Merge

Challenge Link

Challenge

Merge two types into a new type. Keys of the second type override keys of the first type.

type foo = {
  name: string
  age: string
}
type coo = {
  age: number
  sex: string
}

type Result = Merge<foo, coo>
// expected: { name: string; age: number; sex: string }

Solution

type Merge<F, S> = {
  [K in keyof F | keyof S]: K extends keyof S ? S[K] : K extends keyof F ? F[K] : never
}

The key insight: iterate over the union of all keys from both types, then for each key decide which type "wins" — with S (the second type) taking priority.

Breaking it down

Step 1 — Collect all keys: keyof F | keyof S

The mapped type iterates over every key that appears in either F or S. This ensures no properties are dropped.

Step 2 — Priority resolution via nested conditional

For each key K:

1. If K is a key of S → use S[K] (second type wins)
2. Else if K is a key of F → use F[K] (first type's original value)
3. Else → never (unreachable in practice, since K must be from one of the two)

With our example:

• name: only in F → string
• age: in both F and S, but S wins → number
• sex: only in S → string

Result: { name: string; age: number; sex: string } ✅

Deep Dive

Alternative: Intersection approach

Another common solution uses Omit + intersection:

type Merge<F, S> = Omit<F, keyof S> & S

This works by:

1. Stripping from F any keys that exist in S
2. Intersecting what's left with S

It's concise, but the result type is an intersection (Omit<...> & S), not a plain object literal. TypeScript often displays this as a merged object in IDE tooltips, but it's technically a different shape. The mapped-type approach produces a clean, flat object type that's more explicit.

You can "flatten" the intersection with a mapped type trick:

type Merge<F, S> = {
  [K in keyof (Omit<F, keyof S> & S)]: (Omit<F, keyof S> & S)[K]
}

But at that point the direct mapped-type solution is cleaner.

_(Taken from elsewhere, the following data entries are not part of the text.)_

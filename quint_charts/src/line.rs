// Copyright 2025 the Quintessence Authors
// SPDX-License-Identifier: Apache-2.0 OR MIT

//! Line and area geometry.
//!
//! Points are spread evenly across the plot width by index, and values are mapped so the
//! series minimum sits on the bottom edge of the plot and the maximum on the top edge.

extern crate alloc;

use alloc::vec::Vec;

use kurbo::{BezPath, Point, Rect};

use crate::error::InvalidInput;
use crate::scale::ScaleLinear;
use crate::series::{DataPoint, Extent};
use crate::viewport::Viewport;

/// Scales shared by the line and area computations.
struct PlotScales {
    plot: Rect,
    x: ScaleLinear,
    y: ScaleLinear,
}

impl PlotScales {
    fn new(series: &[DataPoint], viewport: &Viewport) -> Result<Self, InvalidInput> {
        let extent = Extent::of(series)?;
        let plot = viewport.checked_plot_rect()?;
        let last = (series.len() - 1) as f64;
        Ok(Self {
            plot,
            // A single point collapses the index domain onto the horizontal center.
            x: ScaleLinear::new((0.0, last), (plot.x0, plot.x1)),
            // A flat series collapses the value domain onto the vertical midline.
            y: ScaleLinear::new((extent.min, extent.max), (plot.y1, plot.y0)),
        })
    }

    fn points(&self, series: &[DataPoint]) -> Vec<Point> {
        series
            .iter()
            .enumerate()
            .map(|(i, p)| Point::new(self.x.map(i as f64), self.y.map(p.value)))
            .collect()
    }
}

/// Maps `series` to plot coordinates inside `viewport`.
///
/// The output has one point per input point, in input order, with non-decreasing `x`.
/// A constant series is drawn along the vertical midline of the plot area, and a single
/// point is placed at the horizontal center.
pub fn compute_line_points(
    series: &[DataPoint],
    viewport: &Viewport,
) -> Result<Vec<Point>, InvalidInput> {
    let scales = PlotScales::new(series, viewport).inspect_err(|err| {
        tracing::warn!(%err, len = series.len(), "rejected line series");
    })?;
    Ok(scales.points(series))
}

/// Maps `series` to a closed polygon suitable for a filled area under the line.
///
/// The ring is `[baseline start, points..., baseline end]`: exactly `n + 2` vertices, where
/// the baseline vertices sit on the bottom edge of the plot at the first and last point's `x`.
pub fn compute_area_polygon(
    series: &[DataPoint],
    viewport: &Viewport,
) -> Result<Vec<Point>, InvalidInput> {
    let scales = PlotScales::new(series, viewport).inspect_err(|err| {
        tracing::warn!(%err, len = series.len(), "rejected area series");
    })?;
    Ok(close_area(&scales.points(series), scales.plot.y1))
}

fn close_area(points: &[Point], baseline: f64) -> Vec<Point> {
    let mut ring = Vec::with_capacity(points.len() + 2);
    if let (Some(first), Some(last)) = (points.first(), points.last()) {
        ring.push(Point::new(first.x, baseline));
        ring.extend_from_slice(points);
        ring.push(Point::new(last.x, baseline));
    }
    ring
}

/// Returns the y coordinates of `count` evenly spaced horizontal grid lines, top to bottom.
///
/// The first line is on the top edge of the plot and the last on the bottom edge; the
/// analytics chart uses five (0, 25, 50, 75 and 100 percent of the plot height).
pub fn grid_lines(viewport: &Viewport, count: usize) -> Result<Vec<f64>, InvalidInput> {
    let plot = viewport.checked_plot_rect()?;
    let lines = match count {
        0 => Vec::new(),
        1 => alloc::vec![plot.y0],
        _ => {
            let scale = ScaleLinear::new((0.0, (count - 1) as f64), (plot.y0, plot.y1));
            (0..count).map(|i| scale.map(i as f64)).collect()
        }
    };
    Ok(lines)
}

/// Everything needed to draw the analytics line chart: grid, area fill, line and markers.
#[derive(Clone, Debug, PartialEq)]
pub struct LineChartGeometry {
    /// The plot rectangle inside the viewport.
    pub plot: Rect,
    /// Horizontal grid line y coordinates, top to bottom.
    pub grid: Vec<f64>,
    /// Line vertices (also the marker centers), in series order.
    pub points: Vec<Point>,
    /// Closed area ring (`points.len() + 2` vertices).
    pub area: Vec<Point>,
}

impl LineChartGeometry {
    /// Number of grid lines drawn by the dashboard.
    pub const DEFAULT_GRID_LINES: usize = 5;

    /// Computes the full line chart geometry for `series`.
    pub fn compute(series: &[DataPoint], viewport: &Viewport) -> Result<Self, InvalidInput> {
        let points = compute_line_points(series, viewport)?;
        let plot = viewport.checked_plot_rect()?;
        let area = close_area(&points, plot.y1);
        let grid = grid_lines(viewport, Self::DEFAULT_GRID_LINES)?;
        tracing::debug!(points = points.len(), "computed line chart geometry");
        Ok(Self {
            plot,
            grid,
            points,
            area,
        })
    }

    /// Returns the open polyline through `points`.
    pub fn line_path(&self) -> BezPath {
        let mut path = BezPath::new();
        for (i, &pt) in self.points.iter().enumerate() {
            if i == 0 {
                path.move_to(pt);
            } else {
                path.line_to(pt);
            }
        }
        path
    }

    /// Returns the closed area path.
    pub fn area_path(&self) -> BezPath {
        let mut path = BezPath::new();
        for (i, &pt) in self.area.iter().enumerate() {
            if i == 0 {
                path.move_to(pt);
            } else {
                path.line_to(pt);
            }
        }
        if !self.area.is_empty() {
            path.close_path();
        }
        path
    }
}
// Copyright 2025 the Quintessence Authors
// SPDX-License-Identifier: Apache-2.0 OR MIT

//! A single-file HTML report holding one inline SVG per chart.

use crate::svg::escape_xml;

/// One titled chart in the report.
#[derive(Debug)]
pub(crate) struct HtmlSection {
    pub(crate) title: String,
    pub(crate) svg: String,
}

impl HtmlSection {
    pub(crate) fn new(title: impl Into<String>, svg: String) -> Self {
        Self {
            title: title.into(),
            svg,
        }
    }
}

pub(crate) fn render_report(title: &str, sections: &[HtmlSection]) -> String {
    let mut out = String::new();
    out.push_str("<!DOCTYPE html>\n<html lang=\"en\">\n<head>\n<meta charset=\"utf-8\">\n");
    out.push_str(&format!("<title>{}</title>\n", escape_xml(title)));
    out.push_str(concat!(
        "<style>\n",
        "body { font-family: system-ui, sans-serif; background: #f9fafb; margin: 2rem; }\n",
        ".grid { display: grid; grid-template-columns: repeat(auto-fill, minmax(420px, 1fr)); gap: 1.5rem; }\n",
        ".card { background: #fff; border: 1px solid #f3f4f6; border-radius: 1rem; padding: 1.5rem; }\n",
        ".card h3 { margin: 0 0 1rem; font-size: 1.1rem; color: #111827; }\n",
        ".card svg { max-width: 100%; height: auto; }\n",
        "</style>\n</head>\n<body>\n",
    ));
    out.push_str(&format!("<h1>{}</h1>\n<div class=\"grid\">\n", escape_xml(title)));
    for section in sections {
        out.push_str("<section class=\"card\">\n");
        out.push_str(&format!("<h3>{}</h3>\n", escape_xml(&section.title)));
        out.push_str(&section.svg);
        out.push_str("</section>\n");
    }
    out.push_str("</div>\n</body>\n</html>\n");
    out
}

#[cfg(test)]
mod tests {
    use super::*;

    #[test]
    fn report_wraps_each_section_in_a_card() {
        let sections = [
            HtmlSection::new("Traffic", "<svg></svg>\n".to_string()),
            HtmlSection::new("Q&A", "<svg></svg>\n".to_string()),
        ];
        let html = render_report("Analytics", &sections);
        assert_eq!(html.matches("<section class=\"card\">").count(), 2);
        assert!(html.contains("<h3>Q&amp;A</h3>"));
        assert!(html.starts_with("<!DOCTYPE html>"));
    }
}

Why keyof F | keyof S works in a mapped type

TypeScript allows union types in keyof position within mapped types:

type Keys = keyof { a: 1 } | keyof { b: 2 }  // 'a' | 'b'

type M = {
  [K in 'a' | 'b']: ...  // iterates over both
}

This is the foundation of many "merge two objects" patterns in the TypeScript type system.

The never branch

K extends keyof S ? S[K] : K extends keyof F ? F[K] : never

The final never is unreachable in practice. Because K is constrained to keyof F | keyof S, it must satisfy at least one of the two conditions. It exists purely to satisfy TypeScript's type-checker (every branch of a conditional type must have a valid type).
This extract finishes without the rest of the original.